Menengok kembali konferensi Asia Pasifik yang ke-4 tentang keberbakatan, yang pernah digelar di Jakarta tanggal 4-8 Agustus 1996.
Tentunya tema pada konferensi ini menarik yaitu Mengoptimalkan Keunggulan dalam Pengembangan Sumber Daya Manusia.
Dalam hal ini  (Danim 2006) menyatakan bahwasanya praktik pendidikan kita selama ini masih diwarnai oleh kerancuan berfikir, yang mencampur adukkan keunggulan (excellence) dengan keberbakatan (Giftedness).
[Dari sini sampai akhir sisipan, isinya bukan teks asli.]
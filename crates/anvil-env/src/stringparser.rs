// SPDX-FileCopyrightText: Copyright © 2020-2026 the project authors
//
// SPDX-License-Identifier: MPL-2.0

//! The `$VAR`, `${VAR:-default}`, `$(fn,arg1,arg2)` expression language used by [`Env::substitute`]
//! and [`Env::evaluate`](crate::Env::evaluate).
//!
//! Lexical tokens (identifiers, the leading `$`) are recognised with `nom`, in the spirit of
//! `stone_recipe::script`'s tokenizer. Unlike that tokenizer, this grammar nests arbitrarily
//! (defaults and function arguments may themselves contain substitutions), so the outer structure
//! is a small recursive-descent scanner that tracks delimiter balance rather than a single flat
//! `nom::multi::iterator` pass.

use nom::{
    character::complete::{alpha1, alphanumeric1, char},
    combinator::recognize,
    multi::many0_count,
    sequence::pair,
    IResult,
};
use thiserror::Error;

use crate::FunArgs;

#[derive(Debug, Clone, PartialEq, Eq)]
pub(crate) enum Fragment {
    Literal(String),
    Var {
        name: String,
        default: Option<Default_>,
    },
    Call {
        name: String,
        args: Vec<Vec<Fragment>>,
    },
}

#[derive(Debug, Clone, PartialEq, Eq)]
pub(crate) enum Default_ {
    /// `${NAME:-text}` — used when NAME is unset.
    Minus(Vec<Fragment>),
    /// `${NAME:+text}` — used when NAME is set.
    Plus(Vec<Fragment>),
}

#[derive(Debug, Error)]
pub enum SubstError {
    #[error("{diag}: undefined variable '{name}'")]
    Undefined { diag: String, name: String },
    #[error("{diag}: unterminated '${{' (missing matching '}}')")]
    UnterminatedBrace { diag: String },
    #[error("{diag}: unterminated '$(' (missing matching ')')")]
    UnterminatedCall { diag: String },
    #[error("{diag}: empty variable name after '$'")]
    EmptyName { diag: String },
    #[error("{diag}: unknown string function '{name}'")]
    UnknownFunction { diag: String, name: String },
    #[error("{diag}: {0}", diag = .diag)]
    Function { diag: String, source: String },
}

fn identifier(input: &str) -> IResult<&str, &str> {
    recognize(pair(
        nom::branch::alt((alpha1, nom::bytes::complete::tag("_"))),
        many0_count(nom::branch::alt((alphanumeric1, nom::bytes::complete::tag("_")))),
    ))(input)
}

/// Find the index (byte offset into `rest`) of the delimiter that closes the one already opened,
/// honouring nesting of `open`/`close` pairs that appear *inside* the span (e.g. nested `${`).
fn find_matching(rest: &str, open: char, close: char) -> Option<usize> {
    let mut depth = 0i32;
    let mut chars = rest.char_indices();
    while let Some((idx, c)) = chars.next() {
        if c == '\\' {
            chars.next();
            continue;
        }
        if c == open {
            depth += 1;
        } else if c == close {
            if depth == 0 {
                return Some(idx);
            }
            depth -= 1;
        }
    }
    None
}

/// Split the text between `$(name,` and its closing `)` into raw argument substrings, honouring
/// paren balance and `\,` as a literal (non-separating) comma.
fn split_args(rest: &str) -> (Vec<String>, usize) {
    let mut depth = 0i32;
    let mut args = Vec::new();
    let mut current = String::new();
    let mut chars = rest.char_indices().peekable();
    while let Some((idx, c)) = chars.next() {
        match c {
            '\\' => {
                if let Some(&(_, next)) = chars.peek() {
                    if next == ',' {
                        current.push(',');
                        chars.next();
                        continue;
                    }
                }
                current.push('\\');
            }
            '(' => {
                depth += 1;
                current.push(c);
            }
            ')' => {
                if depth == 0 {
                    if !current.is_empty() || !args.is_empty() {
                        args.push(current);
                    }
                    return (args, idx);
                }
                depth -= 1;
                current.push(c);
            }
            ',' if depth == 0 => {
                args.push(std::mem::take(&mut current));
            }
            _ => current.push(c),
        }
    }
    // Unterminated; caller reports the error.
    args.push(current);
    (args, rest.len())
}

pub(crate) fn parse(input: &str, diag: &str) -> Result<Vec<Fragment>, SubstError> {
    parse_until(input, diag).map(|(frags, rest)| {
        debug_assert!(rest.is_empty());
        frags
    })
}

/// Parse fragments from the start of `input` until end-of-string, returning the remaining
/// (always empty at top level) text for symmetry with the recursive helper.
fn parse_until<'a>(input: &'a str, diag: &str) -> Result<(Vec<Fragment>, &'a str), SubstError> {
    let mut frags = Vec::new();
    let mut rest = input;
    loop {
        match rest.find('$') {
            None => {
                if !rest.is_empty() {
                    frags.push(Fragment::Literal(rest.to_string()));
                }
                return Ok((frags, ""));
            }
            Some(0) => {
                let (frag, tail) = parse_dollar(rest, diag)?;
                if let Some(frag) = frag {
                    frags.push(frag);
                }
                rest = tail;
            }
            Some(idx) => {
                frags.push(Fragment::Literal(rest[..idx].to_string()));
                rest = &rest[idx..];
            }
        }
    }
}

/// Parse one `$...` form at the start of `rest` (which starts with `$`). Returns the produced
/// fragment (`None` for the `$$` escape, which contributes a literal handled by the caller
/// collapsing it into the literal run) and the remaining text.
fn parse_dollar<'a>(rest: &'a str, diag: &str) -> Result<(Option<Fragment>, &'a str), SubstError> {
    let after_dollar = &rest[1..];
    let mut chars = after_dollar.chars();
    match chars.next() {
        Some('$') => Ok((Some(Fragment::Literal("$".to_string())), &after_dollar[1..])),
        Some('{') => {
            let body = &after_dollar[1..];
            let end = find_matching(body, '{', '}')
                .ok_or_else(|| SubstError::UnterminatedBrace { diag: diag.to_string() })?;
            let inner = &body[..end];
            let tail = &body[end + 1..];
            let frag = parse_braced_var(inner, diag)?;
            Ok((Some(frag), tail))
        }
        Some('(') => {
            let body = &after_dollar[1..];
            // name runs up to the first top-level ',' or the closing ')'
            let (name, name_len) = identifier(body)
                .map(|(r, n)| (n, body.len() - r.len()))
                .map_err(|_| SubstError::EmptyName { diag: diag.to_string() })?;
            let after_name = &body[name_len..];
            let (raw_args, consumed) = match after_name.strip_prefix(',') {
                Some(tail) => {
                    let (args, consumed) = split_args(tail);
                    (args, name_len + 1 + consumed)
                }
                None => {
                    if after_name.starts_with(')') {
                        (Vec::new(), name_len)
                    } else {
                        return Err(SubstError::UnterminatedCall { diag: diag.to_string() });
                    }
                }
            };
            // consumed currently points at ')' relative to body for the no-arg case too
            let close_idx = if raw_args.is_empty() && !after_name.is_empty() && after_name.starts_with(')') {
                name_len
            } else {
                consumed
            };
            if !body[close_idx..].starts_with(')') {
                return Err(SubstError::UnterminatedCall { diag: diag.to_string() });
            }
            let tail = &body[close_idx + 1..];
            let mut args = Vec::with_capacity(raw_args.len());
            for raw in raw_args {
                args.push(parse(&raw, diag)?);
            }
            Ok((
                Some(Fragment::Call {
                    name: name.to_string(),
                    args,
                }),
                tail,
            ))
        }
        Some(c) if c.is_alphabetic() || c == '_' => {
            let (tail, name) = identifier(after_dollar)
                .map_err(|_| SubstError::EmptyName { diag: diag.to_string() })?;
            Ok((
                Some(Fragment::Var {
                    name: name.to_string(),
                    default: None,
                }),
                tail,
            ))
        }
        _ => Err(SubstError::EmptyName { diag: diag.to_string() }),
    }
}

fn parse_braced_var(inner: &str, diag: &str) -> Result<Fragment, SubstError> {
    let (name, rest) = identifier(inner).map_err(|_| SubstError::EmptyName { diag: diag.to_string() })?;
    if rest.is_empty() {
        return Ok(Fragment::Var {
            name: name.to_string(),
            default: None,
        });
    }
    let default = if let Some(text) = rest.strip_prefix(":-") {
        Some(Default_::Minus(parse(text, diag)?))
    } else if let Some(text) = rest.strip_prefix(":+") {
        Some(Default_::Plus(parse(text, diag)?))
    } else {
        return Err(SubstError::EmptyName { diag: diag.to_string() });
    };
    Ok(Fragment::Var {
        name: name.to_string(),
        default,
    })
}

/// Evaluate a single `$VAR`/`${...}`/`$(fn,...)` fragment tree against a lookup callback (so
/// `Env` can record touches) and a function table.
pub(crate) fn eval(
    frags: &[Fragment],
    diag: &str,
    lookup: &mut dyn FnMut(&str) -> Option<String>,
    call_fun: &mut dyn FnMut(&str, &[String], &FunArgs) -> Option<Result<String, String>>,
    fun_args: &FunArgs,
) -> Result<String, SubstError> {
    let mut out = String::new();
    for frag in frags {
        match frag {
            Fragment::Literal(s) => out.push_str(s),
            Fragment::Var { name, default } => match (lookup(name), default) {
                (Some(v), Some(Default_::Plus(alt))) => {
                    out.push_str(&eval(alt, diag, lookup, call_fun, fun_args)?);
                    let _ = v;
                }
                (Some(v), _) => out.push_str(&v),
                (None, Some(Default_::Minus(def))) => {
                    out.push_str(&eval(def, diag, lookup, call_fun, fun_args)?)
                }
                (None, Some(Default_::Plus(_))) => {}
                (None, None) => {
                    return Err(SubstError::Undefined {
                        diag: diag.to_string(),
                        name: name.clone(),
                    })
                }
            },
            Fragment::Call { name, args } => {
                let mut evaluated = Vec::with_capacity(args.len());
                for arg in args {
                    evaluated.push(eval(arg, diag, lookup, call_fun, fun_args)?);
                }
                match call_fun(name, &evaluated, fun_args) {
                    Some(Ok(v)) => out.push_str(&v),
                    Some(Err(e)) => {
                        return Err(SubstError::Function {
                            diag: diag.to_string(),
                            source: e,
                        })
                    }
                    None => {
                        return Err(SubstError::UnknownFunction {
                            diag: diag.to_string(),
                            name: name.clone(),
                        })
                    }
                }
            }
        }
    }
    Ok(out)
}

/// Interpret a substituted string as a boolean per `evaluate`'s rules: empty, `0`, or `false`
/// (case-insensitive) are false, everything else is true.
pub fn truthy(s: &str) -> bool {
    !matches!(s, "" | "0") && !s.eq_ignore_ascii_case("false")
}

#[cfg(test)]
mod test {
    use super::*;

    fn lookup_map(map: &std::collections::HashMap<&str, &str>) -> impl FnMut(&str) -> Option<String> + '_ {
        move |name| map.get(name).map(|v| v.to_string())
    }

    #[test]
    fn plain_var() {
        let map = std::collections::HashMap::from([("FOO", "bar")]);
        let frags = parse("prefix $FOO suffix", "test").unwrap();
        let mut lookup = lookup_map(&map);
        let mut call = |_: &str, _: &[String], _: &FunArgs| None;
        let out = eval(&frags, "test", &mut lookup, &mut call, &FunArgs::default()).unwrap();
        assert_eq!(out, "prefix bar suffix");
    }

    #[test]
    fn braced_default_minus() {
        let map = std::collections::HashMap::new();
        let frags = parse("${FOO:-fallback}", "test").unwrap();
        let mut lookup = lookup_map(&map);
        let mut call = |_: &str, _: &[String], _: &FunArgs| None;
        let out = eval(&frags, "test", &mut lookup, &mut call, &FunArgs::default()).unwrap();
        assert_eq!(out, "fallback");
    }

    #[test]
    fn braced_default_plus() {
        let map = std::collections::HashMap::from([("FOO", "set")]);
        let frags = parse("${FOO:+alt}", "test").unwrap();
        let mut lookup = lookup_map(&map);
        let mut call = |_: &str, _: &[String], _: &FunArgs| None;
        let out = eval(&frags, "test", &mut lookup, &mut call, &FunArgs::default()).unwrap();
        assert_eq!(out, "alt");
    }

    #[test]
    fn undefined_is_error() {
        let map = std::collections::HashMap::new();
        let frags = parse("$FOO", "test").unwrap();
        let mut lookup = lookup_map(&map);
        let mut call = |_: &str, _: &[String], _: &FunArgs| None;
        let err = eval(&frags, "test", &mut lookup, &mut call, &FunArgs::default()).unwrap_err();
        assert!(matches!(err, SubstError::Undefined { .. }));
    }

    #[test]
    fn escaped_dollar() {
        let frags = parse("$$5", "test").unwrap();
        let map = std::collections::HashMap::new();
        let mut lookup = lookup_map(&map);
        let mut call = |_: &str, _: &[String], _: &FunArgs| None;
        let out = eval(&frags, "test", &mut lookup, &mut call, &FunArgs::default()).unwrap();
        assert_eq!(out, "$5");
    }

    #[test]
    fn function_call_with_args() {
        let map = std::collections::HashMap::from([("A", "1"), ("B", "2")]);
        let frags = parse("$(eq,$A,$B)", "test").unwrap();
        let mut lookup = lookup_map(&map);
        let mut call = |name: &str, args: &[String], _: &FunArgs| {
            if name == "eq" {
                Some(Ok(if args[0] == args[1] { "true" } else { "false" }.to_string()))
            } else {
                None
            }
        };
        let out = eval(&frags, "test", &mut lookup, &mut call, &FunArgs::default()).unwrap();
        assert_eq!(out, "false");
    }

    #[test]
    fn escaped_comma_in_args() {
        let frags = parse(r"$(id,a\,b,c)", "test").unwrap();
        let map = std::collections::HashMap::new();
        let mut lookup = lookup_map(&map);
        let mut call = |name: &str, args: &[String], _: &FunArgs| {
            if name == "id" {
                Some(Ok(args.join("|")))
            } else {
                None
            }
        };
        let out = eval(&frags, "test", &mut lookup, &mut call, &FunArgs::default()).unwrap();
        assert_eq!(out, "a,b|c");
    }

    #[test]
    fn nested_call_in_default() {
        let map = std::collections::HashMap::from([("B", "bee")]);
        let frags = parse("${A:-$B}", "test").unwrap();
        let mut lookup = lookup_map(&map);
        let mut call = |_: &str, _: &[String], _: &FunArgs| None;
        let out = eval(&frags, "test", &mut lookup, &mut call, &FunArgs::default()).unwrap();
        assert_eq!(out, "bee");
    }

    #[test]
    fn truthy_rules() {
        assert!(!truthy(""));
        assert!(!truthy("0"));
        assert!(!truthy("false"));
        assert!(!truthy("False"));
        assert!(truthy("1"));
        assert!(truthy("anything"));
    }
}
Mengapa hal ini dapat dikatakn sebagai kerancuan dalam berfikkir? Karena keunggulan dan keberbakatan ini berbeda secara konsep dan praktisi pengembangannya didunia pendidikan dan pembelajaran.
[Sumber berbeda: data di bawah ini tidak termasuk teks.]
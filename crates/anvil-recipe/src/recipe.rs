// SPDX-FileCopyrightText: Copyright © 2020-2026 the project authors
//
// SPDX-License-Identifier: MPL-2.0

//! The fully-resolved [`Recipe`]: a [`crate::schema::ClassFragment`] chain collapsed by
//! [`crate::resolve::resolve_classes`] into the read-only shape the elaborator consumes.

use indexmap::{IndexMap, IndexSet};

use crate::schema::{
    AbstractTool, Dependency, FingerprintScript, GlobList, PerStep, SandboxTemplate, ScmEntry, StepKind,
};

/// A parsed, class-resolved recipe. Built once by [`crate::resolve::resolve_classes`] and never
/// mutated again — every reader sees the same merged view.
#[derive(Debug, Clone)]
pub struct Recipe {
    /// Fully-qualified name: directory path under `recipes/`, joined by `::`.
    pub name: String,
    /// The name shared by every sibling produced from one `multiPackage` document.
    pub base_name: String,
    /// Names of classes that contributed to this recipe, in merge order, for diagnostics.
    pub classes_applied: Vec<String>,

    pub depends: Vec<Dependency>,

    pub env_filter: GlobList,
    pub tools_filter: GlobList,
    pub sandbox_filter: GlobList,

    /// Environment layers to apply at elaboration time, parent-to-child. Has more than one entry
    /// only when `Policies::merge_environment` is enabled; otherwise holds a single, already
    /// child-overrides-parent-merged map.
    pub private_environment: Vec<IndexMap<String, String>>,
    pub self_environment: Vec<IndexMap<String, String>>,
    pub meta_environment: IndexMap<String, String>,

    pub vars: PerStep<IndexSet<String>>,
    pub vars_weak: PerStep<IndexSet<String>>,
    pub tools: PerStep<IndexSet<String>>,

    pub provided_env: IndexMap<String, String>,
    pub provided_tools: IndexMap<String, AbstractTool>,
    /// Glob patterns resolved against `depends` names into concrete dependency names.
    pub provide_deps: Vec<String>,
    pub provided_sandbox: Option<SandboxTemplate>,

    /// `None` means the step has no script anywhere in the class chain (only possible for
    /// checkout/build; the package step is always defaulted to `Some(String::new())`).
    pub scripts: PerStep<Option<String>>,
    pub digest_scripts: PerStep<Option<String>>,

    pub checkout_scm: Vec<ScmEntry>,
    pub checkout_asserts: Vec<String>,
    pub checkout_deterministic: bool,

    pub root: bool,
    pub shared: bool,
    pub relocatable: bool,
    pub build_net_access: bool,
    pub package_net_access: bool,

    pub fingerprint_scripts: Vec<FingerprintScript>,

    pub plugin_properties: IndexMap<String, serde_yaml::Value>,
}

impl Recipe {
    pub fn script(&self, kind: StepKind) -> Option<&str> {
        self.scripts.get(kind).as_deref()
    }

    pub fn digest_script(&self, kind: StepKind) -> Option<&str> {
        self.digest_scripts.get(kind).as_deref()
    }

    /// A step has a real script (as opposed to being entirely absent) when its script is present
    /// and non-empty, or it is the package step (always considered valid per the data-model
    /// invariant).
    pub fn step_is_valid(&self, kind: StepKind) -> bool {
        match kind {
            StepKind::Package => true,
            _ => self.scripts.get(kind).as_deref().is_some_and(|s| !s.is_empty()) || !self.checkout_scm.is_empty() && matches!(kind, StepKind::Checkout),
        }
    }
}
Yakni, yang pertama keunggulan sebenarnya mengacu kepada kejeniusan, sedangkan keberbakatan itu bisa tunggal dan bisa jamak. Selanjutnya, yang kedua yakni keunggulan dengan mudah berkembang melalui asah otak intelektual, seperti melalui proses pendidikan dan pelatihan; sedangkan keberbakatan itu cenderung berkembang melalui asah otak emosional. Ketiga, secara genetis otak penalaran telah terbentuk sejak lahir, akan tetapi otak emosional sangat ditentukan oleh bagaimana cara lingkungan memberikan stimulus terhadap otak manusia itu sendiri.
Hal ini yang menjadi sebuah pernyataan yang kurang teat, mengapa? Bahwasanya tafsir praktik pendidikan atas keunggulan dan keberbakatan ini tercermin dalam proses pembelajaran yang cenderung berporos pada pengembangan tunggal yakni mengacu pada prestasi akademik, yang mana hal ini ditandai dengan system pembelajaran yang tidak tersendirikan, praksis pragmatis pendidikan dengan mengejar skor melalui latihan, komunikasi guru murid yang cenderung satu arah. Dan pengorganisasian pembelajaran cenderung hanya mempermudah kerja guru, dan sebagainya.
Asumsi dasarnya adalah makin tinggi intensitas asah otak intelektual, makin tinggi pula keberhsilan pendidikan.
Contoh realnya seperti pelatihan mengerjakan soal, kegiatan bimbingan belajar, les privat dan lain sebagainya yang mana hanya sebagai sebuah aktivitas yang berpusat pada sekedar tahu apa yang dipelajari.
Akhirnya, muncul anak-anak dan generasi muda yang kian cerdas, namun tidak disertai dengan optimalisasi otak emosional.
Mengenai otak emosional ini dapat kita peroleh melalui Akhlak atau budi pekerti dan pembangkitan sifat-sifat humanities dan menjadikan manusia agar memiliki rasa kemanusiaan.
Yang kita lihat, fenomena bertripping ria, tawuran, kekerasan pada remaja-remaja sekolah, perbuatan asusila, dan lain sebagainya, yang akhir-akhir ini merupakan bukti nyata kegagalan asah otak emosional, karena hal itu justru mayoritas yang dilakukan oleh orang-orang tengah atau yang telah menemuh jenjang tertentu.